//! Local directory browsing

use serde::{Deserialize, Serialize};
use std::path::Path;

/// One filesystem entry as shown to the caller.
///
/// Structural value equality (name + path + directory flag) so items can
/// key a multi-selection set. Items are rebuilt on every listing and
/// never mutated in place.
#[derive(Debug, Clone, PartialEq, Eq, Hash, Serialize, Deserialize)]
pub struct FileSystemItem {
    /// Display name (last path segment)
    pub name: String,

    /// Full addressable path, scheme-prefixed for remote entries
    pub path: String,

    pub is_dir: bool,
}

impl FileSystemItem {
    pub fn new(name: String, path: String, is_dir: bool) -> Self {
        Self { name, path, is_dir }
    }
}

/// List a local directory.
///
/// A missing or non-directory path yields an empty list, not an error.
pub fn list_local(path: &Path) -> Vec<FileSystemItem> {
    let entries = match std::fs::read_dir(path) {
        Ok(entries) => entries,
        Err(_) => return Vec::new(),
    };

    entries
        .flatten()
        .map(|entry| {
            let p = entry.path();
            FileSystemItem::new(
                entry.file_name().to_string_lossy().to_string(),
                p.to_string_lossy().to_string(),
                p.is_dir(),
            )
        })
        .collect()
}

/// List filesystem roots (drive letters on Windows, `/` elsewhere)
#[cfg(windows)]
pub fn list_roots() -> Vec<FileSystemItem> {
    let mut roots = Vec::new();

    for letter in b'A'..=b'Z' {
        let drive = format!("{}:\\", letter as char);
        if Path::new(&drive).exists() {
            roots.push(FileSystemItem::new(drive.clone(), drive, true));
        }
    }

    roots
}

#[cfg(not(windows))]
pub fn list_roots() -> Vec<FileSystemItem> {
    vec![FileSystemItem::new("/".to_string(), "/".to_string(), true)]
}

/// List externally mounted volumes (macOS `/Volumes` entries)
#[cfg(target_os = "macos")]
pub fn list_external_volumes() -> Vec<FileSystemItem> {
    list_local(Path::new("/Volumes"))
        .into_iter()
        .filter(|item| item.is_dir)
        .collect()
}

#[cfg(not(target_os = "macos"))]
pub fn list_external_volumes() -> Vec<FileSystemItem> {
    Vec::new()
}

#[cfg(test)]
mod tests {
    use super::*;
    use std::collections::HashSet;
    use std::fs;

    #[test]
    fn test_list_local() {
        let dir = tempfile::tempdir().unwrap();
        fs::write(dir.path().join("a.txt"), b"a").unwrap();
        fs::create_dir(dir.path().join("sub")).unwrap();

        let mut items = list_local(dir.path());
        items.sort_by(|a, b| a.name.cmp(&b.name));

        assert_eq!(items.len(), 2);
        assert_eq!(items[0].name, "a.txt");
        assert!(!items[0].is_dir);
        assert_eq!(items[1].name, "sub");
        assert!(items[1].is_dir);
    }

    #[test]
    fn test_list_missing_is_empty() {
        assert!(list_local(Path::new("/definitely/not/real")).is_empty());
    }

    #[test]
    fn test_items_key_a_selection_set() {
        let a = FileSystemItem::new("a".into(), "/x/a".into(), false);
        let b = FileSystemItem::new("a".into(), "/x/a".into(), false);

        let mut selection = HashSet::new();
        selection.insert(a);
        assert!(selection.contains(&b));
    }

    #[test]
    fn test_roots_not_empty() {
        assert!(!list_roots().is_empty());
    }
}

* _EXERCISE REQUIREMENTS_: In full and without alteration, transcribe the listing above.

* _EXERCISE OUTPUT_:
//! Local directory browsing

use serde::{Deserialize, Serialize};
use std::path::Path;

/// One filesystem entry as shown to the caller.
///
/// Structural value equality (name + path + directory flag) so items can
/// key a multi-selection set. Items are rebuilt on every listing and
/// never mutated in place.
#[derive(Debug, Clone, PartialEq, Eq, Hash, Serialize, Deserialize)]
pub struct FileSystemItem {
    /// Display name (last path segment)
    pub name: String,

    /// Full addressable path, scheme-prefixed for remote entries
    pub path: String,

    pub is_dir: bool,
}

impl FileSystemItem {
    pub fn new(name: String, path: String, is_dir: bool) -> Self {
        Self { name, path, is_dir }
    }
}

/// List a local directory.
///
/// A missing or non-directory path yields an empty list, not an error.
pub fn list_local(path: &Path) -> Vec<FileSystemItem> {
    let entries = match std::fs::read_dir(path) {
        Ok(entries) => entries,
        Err(_) => return Vec::new(),
    };

    entries
        .flatten()
        .map(|entry| {
            let p = entry.path();
            FileSystemItem::new(
                entry.file_name().to_string_lossy().to_string(),
                p.to_string_lossy().to_string(),
                p.is_dir(),
            )
        })
        .collect()
}

/// List filesystem roots (drive letters on Windows, `/` elsewhere)
#[cfg(windows)]
pub fn list_roots() -> Vec<FileSystemItem> {
    let mut roots = Vec::new();

    for letter in b'A'..=b'Z' {
        let drive = format!("{}:\\", letter as char);
        if Path::new(&drive).exists() {
            roots.push(FileSystemItem::new(drive.clone(), drive, true));
        }
    }

    roots
}

#[cfg(not(windows))]
pub fn list_roots() -> Vec<FileSystemItem> {
    vec![FileSystemItem::new("/".to_string(), "/".to_string(), true)]
}

/// List externally mounted volumes (macOS `/Volumes` entries)
#[cfg(target_os = "macos")]
pub fn list_external_volumes() -> Vec<FileSystemItem> {
    list_local(Path::new("/Volumes"))
        .into_iter()
        .filter(|item| item.is_dir)
        .collect()
}

#[cfg(not(target_os = "macos"))]
pub fn list_external_volumes() -> Vec<FileSystemItem> {
    Vec::new()
}

#[cfg(test)]
mod tests {
    use super::*;
    use std::collections::HashSet;
    use std::fs;

    #[test]
    fn test_list_local() {
        let dir = tempfile::tempdir().unwrap();
        fs::write(dir.path().join("a.txt"), b"a").unwrap();
        fs::create_dir(dir.path().join("sub")).unwrap();

        let mut items = list_local(dir.path());
        items.sort_by(|a, b| a.name.cmp(&b.name));

        assert_eq!(items.len(), 2);
        assert_eq!(items[0].name, "a.txt");
        assert!(!items[0].is_dir);
        assert_eq!(items[1].name, "sub");
        assert!(items[1].is_dir);
    }

    #[test]
    fn test_list_missing_is_empty() {
        assert!(list_local(Path::new("/definitely/not/real")).is_empty());
    }

    #[test]
    fn test_items_key_a_selection_set() {
        let a = FileSystemItem::new("a".into(), "/x/a".into(), false);
        let b = FileSystemItem::new("a".into(), "/x/a".into(), false);

        let mut selection = HashSet::new();
        selection.insert(a);
        assert!(selection.contains(&b));
    }

    #[test]
    fn test_roots_not_empty() {
        assert!(!list_roots().is_empty());
    }
}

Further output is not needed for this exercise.